→ **Aim of the exercise**:
The entries are to be repeated in full, without any change.

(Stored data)
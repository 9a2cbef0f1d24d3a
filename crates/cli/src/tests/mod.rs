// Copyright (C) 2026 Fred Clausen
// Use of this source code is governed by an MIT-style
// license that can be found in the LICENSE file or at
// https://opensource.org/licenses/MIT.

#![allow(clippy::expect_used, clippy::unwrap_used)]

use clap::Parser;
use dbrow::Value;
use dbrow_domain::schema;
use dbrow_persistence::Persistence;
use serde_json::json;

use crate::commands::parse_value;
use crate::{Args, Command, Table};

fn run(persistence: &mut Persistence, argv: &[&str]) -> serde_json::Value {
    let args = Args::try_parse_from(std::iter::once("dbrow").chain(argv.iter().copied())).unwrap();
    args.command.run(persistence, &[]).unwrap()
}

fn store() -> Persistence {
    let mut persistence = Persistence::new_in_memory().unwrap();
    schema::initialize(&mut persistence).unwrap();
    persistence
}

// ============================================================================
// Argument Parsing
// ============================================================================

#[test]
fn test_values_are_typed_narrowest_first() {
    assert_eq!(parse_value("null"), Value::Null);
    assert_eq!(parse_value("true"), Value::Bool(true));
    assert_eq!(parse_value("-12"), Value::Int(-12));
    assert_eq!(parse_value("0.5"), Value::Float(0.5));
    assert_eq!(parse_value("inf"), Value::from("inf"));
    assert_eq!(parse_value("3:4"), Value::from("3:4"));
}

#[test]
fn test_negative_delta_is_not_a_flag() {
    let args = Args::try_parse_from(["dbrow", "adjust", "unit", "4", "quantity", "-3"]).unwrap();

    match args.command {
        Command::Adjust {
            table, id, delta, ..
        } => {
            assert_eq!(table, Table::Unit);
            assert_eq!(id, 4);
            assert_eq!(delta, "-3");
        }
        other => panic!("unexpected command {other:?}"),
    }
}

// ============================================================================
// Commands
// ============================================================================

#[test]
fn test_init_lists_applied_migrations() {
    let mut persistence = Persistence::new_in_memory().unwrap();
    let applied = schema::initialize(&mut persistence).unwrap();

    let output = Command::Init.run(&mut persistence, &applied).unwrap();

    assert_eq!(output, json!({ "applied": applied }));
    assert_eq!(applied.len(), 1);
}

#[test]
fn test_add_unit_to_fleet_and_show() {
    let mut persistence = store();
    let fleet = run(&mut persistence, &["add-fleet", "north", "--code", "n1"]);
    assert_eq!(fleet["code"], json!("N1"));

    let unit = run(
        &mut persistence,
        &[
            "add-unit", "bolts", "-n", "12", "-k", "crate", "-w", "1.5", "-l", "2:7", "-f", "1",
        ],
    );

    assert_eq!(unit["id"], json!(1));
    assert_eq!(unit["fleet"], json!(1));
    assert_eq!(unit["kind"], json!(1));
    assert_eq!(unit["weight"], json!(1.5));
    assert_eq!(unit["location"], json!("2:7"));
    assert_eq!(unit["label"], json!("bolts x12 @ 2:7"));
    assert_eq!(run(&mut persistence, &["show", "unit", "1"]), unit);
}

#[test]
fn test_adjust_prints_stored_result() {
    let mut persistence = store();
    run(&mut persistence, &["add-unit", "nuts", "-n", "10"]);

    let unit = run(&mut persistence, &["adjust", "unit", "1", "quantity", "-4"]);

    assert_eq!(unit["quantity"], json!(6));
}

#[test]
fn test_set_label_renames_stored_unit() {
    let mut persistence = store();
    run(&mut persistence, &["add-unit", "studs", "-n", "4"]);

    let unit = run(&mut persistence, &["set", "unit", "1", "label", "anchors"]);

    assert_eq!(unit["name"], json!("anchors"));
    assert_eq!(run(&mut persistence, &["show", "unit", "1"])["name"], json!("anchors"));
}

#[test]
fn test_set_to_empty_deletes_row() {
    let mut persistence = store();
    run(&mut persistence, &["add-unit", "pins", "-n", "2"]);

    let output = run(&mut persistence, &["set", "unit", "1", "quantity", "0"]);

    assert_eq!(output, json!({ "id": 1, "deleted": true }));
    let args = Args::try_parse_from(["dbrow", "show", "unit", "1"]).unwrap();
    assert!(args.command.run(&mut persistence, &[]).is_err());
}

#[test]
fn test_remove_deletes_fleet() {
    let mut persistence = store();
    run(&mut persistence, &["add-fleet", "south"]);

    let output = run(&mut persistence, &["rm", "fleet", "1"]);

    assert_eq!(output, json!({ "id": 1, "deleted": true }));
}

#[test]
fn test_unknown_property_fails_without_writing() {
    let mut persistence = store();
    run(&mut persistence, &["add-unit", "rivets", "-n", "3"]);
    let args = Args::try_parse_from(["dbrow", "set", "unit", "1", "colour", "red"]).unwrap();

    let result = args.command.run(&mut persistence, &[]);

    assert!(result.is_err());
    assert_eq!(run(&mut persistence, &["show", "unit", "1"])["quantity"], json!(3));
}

→ **Written reply**:
repository 9a2cbef0f1d24d3a
filename crates/cli/src/tests/mod.rs
// Copyright (C) 2026 Fred Clausen
// Use of this source code is governed by an MIT-style
// license that can be found in the LICENSE file or at
// https://opensource.org/licenses/MIT.

#![allow(clippy::expect_used, clippy::unwrap_used)]

use clap::Parser;
use dbrow::Value;
use dbrow_domain::schema;
use dbrow_persistence::Persistence;
use serde_json::json;

use crate::commands::parse_value;
use crate::{Args, Command, Table};

fn run(persistence: &mut Persistence, argv: &[&str]) -> serde_json::Value {
    let args = Args::try_parse_from(std::iter::once("dbrow").chain(argv.iter().copied())).unwrap();
    args.command.run(persistence, &[]).unwrap()
}

fn store() -> Persistence {
    let mut persistence = Persistence::new_in_memory().unwrap();
    schema::initialize(&mut persistence).unwrap();
    persistence
}

// ============================================================================
// Argument Parsing
// ============================================================================

#[test]
fn test_values_are_typed_narrowest_first() {
    assert_eq!(parse_value("null"), Value::Null);
    assert_eq!(parse_value("true"), Value::Bool(true));
    assert_eq!(parse_value("-12"), Value::Int(-12));
    assert_eq!(parse_value("0.5"), Value::Float(0.5));
    assert_eq!(parse_value("inf"), Value::from("inf"));
    assert_eq!(parse_value("3:4"), Value::from("3:4"));
}

#[test]
fn test_negative_delta_is_not_a_flag() {
    let args = Args::try_parse_from(["dbrow", "adjust", "unit", "4", "quantity", "-3"]).unwrap();

    match args.command {
        Command::Adjust {
            table, id, delta, ..
        } => {
            assert_eq!(table, Table::Unit);
            assert_eq!(id, 4);
            assert_eq!(delta, "-3");
        }
        other => panic!("unexpected command {other:?}"),
    }
}

// ============================================================================
// Commands
// ============================================================================

#[test]
fn test_init_lists_applied_migrations() {
    let mut persistence = Persistence::new_in_memory().unwrap();
    let applied = schema::initialize(&mut persistence).unwrap();

    let output = Command::Init.run(&mut persistence, &applied).unwrap();

    assert_eq!(output, json!({ "applied": applied }));
    assert_eq!(applied.len(), 1);
}

#[test]
fn test_add_unit_to_fleet_and_show() {
    let mut persistence = store();
    let fleet = run(&mut persistence, &["add-fleet", "north", "--code", "n1"]);
    assert_eq!(fleet["code"], json!("N1"));

    let unit = run(
        &mut persistence,
        &[
            "add-unit", "bolts", "-n", "12", "-k", "crate", "-w", "1.5", "-l", "2:7", "-f", "1",
        ],
    );

    assert_eq!(unit["id"], json!(1));
    assert_eq!(unit["fleet"], json!(1));
    assert_eq!(unit["kind"], json!(1));
    assert_eq!(unit["weight"], json!(1.5));
    assert_eq!(unit["location"], json!("2:7"));
    assert_eq!(unit["label"], json!("bolts x12 @ 2:7"));
    assert_eq!(run(&mut persistence, &["show", "unit", "1"]), unit);
}

#[test]
fn test_adjust_prints_stored_result() {
    let mut persistence = store();
    run(&mut persistence, &["add-unit", "nuts", "-n", "10"]);

    let unit = run(&mut persistence, &["adjust", "unit", "1", "quantity", "-4"]);

    assert_eq!(unit["quantity"], json!(6));
}

#[test]
fn test_set_label_renames_stored_unit() {
    let mut persistence = store();
    run(&mut persistence, &["add-unit", "studs", "-n", "4"]);

    let unit = run(&mut persistence, &["set", "unit", "1", "label", "anchors"]);

    assert_eq!(unit["name"], json!("anchors"));
    assert_eq!(run(&mut persistence, &["show", "unit", "1"])["name"], json!("anchors"));
}

#[test]
fn test_set_to_empty_deletes_row() {
    let mut persistence = store();
    run(&mut persistence, &["add-unit", "pins", "-n", "2"]);

    let output = run(&mut persistence, &["set", "unit", "1", "quantity", "0"]);

    assert_eq!(output, json!({ "id": 1, "deleted": true }));
    let args = Args::try_parse_from(["dbrow", "show", "unit", "1"]).unwrap();
    assert!(args.command.run(&mut persistence, &[]).is_err());
}

#[test]
fn test_remove_deletes_fleet() {
    let mut persistence = store();
    run(&mut persistence, &["add-fleet", "south"]);

    let output = run(&mut persistence, &["rm", "fleet", "1"]);

    assert_eq!(output, json!({ "id": 1, "deleted": true }));
}

#[test]
fn test_unknown_property_fails_without_writing() {
    let mut persistence = store();
    run(&mut persistence, &["add-unit", "rivets", "-n", "3"]);
    let args = Args::try_parse_from(["dbrow", "set", "unit", "1", "colour", "red"]).unwrap();

    let result = args.command.run(&mut persistence, &[]);

    assert!(result.is_err());
    assert_eq!(run(&mut persistence, &["show", "unit", "1"])["quantity"], json!(3));
}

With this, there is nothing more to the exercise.